* [GIVEN ENTRIES]
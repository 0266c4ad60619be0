// Copyright (c) 2026 Bountyy Oy. All rights reserved.
// This software is proprietary and confidential.

//! HTTP response types and error-message extraction

use bytes::Bytes;
use reqwest::header::HeaderMap;
use reqwest::StatusCode;
use serde::de::{self, DeserializeOwned, Deserializer};
use serde::{Deserialize, Serialize};
use serde_json::Value;
use url::Url;

use crate::error::{Error, Result};

/// HTTP response representation, body fully buffered
#[derive(Debug, Clone)]
pub struct Response {
    /// Response status code
    pub status: StatusCode,
    /// Response headers
    pub headers: HeaderMap,
    /// Response body
    pub body: Bytes,
    /// Final URL (after redirects)
    pub url: Url,
    /// Response time in milliseconds
    pub response_time_ms: u64,
}

impl Response {
    /// Create a new response
    pub fn new(
        status: StatusCode,
        headers: HeaderMap,
        body: Bytes,
        url: Url,
        response_time_ms: u64,
    ) -> Self {
        Self {
            status,
            headers,
            body,
            url,
            response_time_ms,
        }
    }

    /// Check if status is success (2xx)
    pub fn is_success(&self) -> bool {
        self.status.is_success()
    }

    /// Get status code as u16
    pub fn status_code(&self) -> u16 {
        self.status.as_u16()
    }

    /// Status message, e.g. "Not Found"
    pub fn message(&self) -> String {
        status_message(self.status)
    }

    /// Body of a failed response, `None` for successes and empty bodies
    pub fn error_body(&self) -> Option<&Bytes> {
        if self.is_success() || self.body.is_empty() {
            None
        } else {
            Some(&self.body)
        }
    }

    /// Get body as text, lossy conversion
    pub fn text_lossy(&self) -> String {
        String::from_utf8_lossy(&self.body).into_owned()
    }

    /// Parse body as JSON
    pub fn json<T: DeserializeOwned>(&self) -> Result<T> {
        serde_json::from_slice(&self.body).map_err(Error::from)
    }

    /// Get a header value
    pub fn header(&self, name: &str) -> Option<&str> {
        self.headers.get(name).and_then(|v| v.to_str().ok())
    }
}

/// Error payload returned by the chat API
///
/// Only `message` is interpreted. Scalar messages (numbers, booleans) are
/// read as their text form; `status` is kept as whatever the server sent.
#[derive(Debug, Clone, Default, PartialEq, Serialize, Deserialize)]
pub struct ErrorResponse {
    #[serde(default, deserialize_with = "scalar_as_string")]
    pub message: Option<String>,
    #[serde(default)]
    pub status: Option<Value>,
}

fn scalar_as_string<'de, D>(deserializer: D) -> std::result::Result<Option<String>, D::Error>
where
    D: Deserializer<'de>,
{
    match Option::<Value>::deserialize(deserializer)? {
        None | Some(Value::Null) => Ok(None),
        Some(Value::String(s)) => Ok(Some(s)),
        Some(Value::Number(n)) => Ok(Some(n.to_string())),
        Some(Value::Bool(b)) => Ok(Some(b.to_string())),
        Some(other) => Err(de::Error::custom(format!(
            "expected a scalar message, found {}",
            other
        ))),
    }
}

/// Canonical reason phrase of a status, or the bare code when there is none
pub fn status_message(status: StatusCode) -> String {
    status
        .canonical_reason()
        .map(str::to_string)
        .unwrap_or_else(|| status.as_str().to_string())
}

/// Human-readable message for a failed response.
///
/// Uses the `message` of the JSON error body when there is one, otherwise the
/// status message. Never fails.
pub fn extract_error_message(response: &Response) -> String {
    match response.error_body() {
        Some(body) => message_from_body(response.status, body),
        None => response.message(),
    }
}

/// Same as [`extract_error_message`], reading the body of a live response.
///
/// A failure while reading the body degrades to the status message.
pub async fn extract_error_message_from(response: reqwest::Response) -> String {
    let status = response.status();
    if status.is_success() {
        return status_message(status);
    }

    match response.bytes().await {
        Ok(body) if !body.is_empty() => message_from_body(status, &body),
        Ok(_) => status_message(status),
        Err(e) => {
            tracing::debug!(status = %status, error = %e, "Failed to read error body");
            status_message(status)
        }
    }
}

fn message_from_body(status: StatusCode, body: &[u8]) -> String {
    match serde_json::from_slice::<ErrorResponse>(body) {
        Ok(ErrorResponse {
            message: Some(message),
            ..
        }) => message,
        Ok(_) => status_message(status),
        Err(e) => {
            tracing::debug!(status = %status, error = %e, "Error body is not a JSON error response");
            status_message(status)
        }
    }
}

* [TASK]
Look back at the entries above and repeat, unchanged, every line from the line holding "use reqwest::StatusCode;" through the line holding "pub fn text_lossy(&self)".

* [TASK OUTPUT]
use reqwest::StatusCode;
use serde::de::{self, DeserializeOwned, Deserializer};
use serde::{Deserialize, Serialize};
use serde_json::Value;
use url::Url;

use crate::error::{Error, Result};

/// HTTP response representation, body fully buffered
#[derive(Debug, Clone)]
pub struct Response {
    /// Response status code
    pub status: StatusCode,
    /// Response headers
    pub headers: HeaderMap,
    /// Response body
    pub body: Bytes,
    /// Final URL (after redirects)
    pub url: Url,
    /// Response time in milliseconds
    pub response_time_ms: u64,
}

impl Response {
    /// Create a new response
    pub fn new(
        status: StatusCode,
        headers: HeaderMap,
        body: Bytes,
        url: Url,
        response_time_ms: u64,
    ) -> Self {
        Self {
            status,
            headers,
            body,
            url,
            response_time_ms,
        }
    }

    /// Check if status is success (2xx)
    pub fn is_success(&self) -> bool {
        self.status.is_success()
    }

    /// Get status code as u16
    pub fn status_code(&self) -> u16 {
        self.status.as_u16()
    }

    /// Status message, e.g. "Not Found"
    pub fn message(&self) -> String {
        status_message(self.status)
    }

    /// Body of a failed response, `None` for successes and empty bodies
    pub fn error_body(&self) -> Option<&Bytes> {
        if self.is_success() || self.body.is_empty() {
            None
        } else {
            Some(&self.body)
        }
    }

    /// Get body as text, lossy conversion
    pub fn text_lossy(&self) -> String {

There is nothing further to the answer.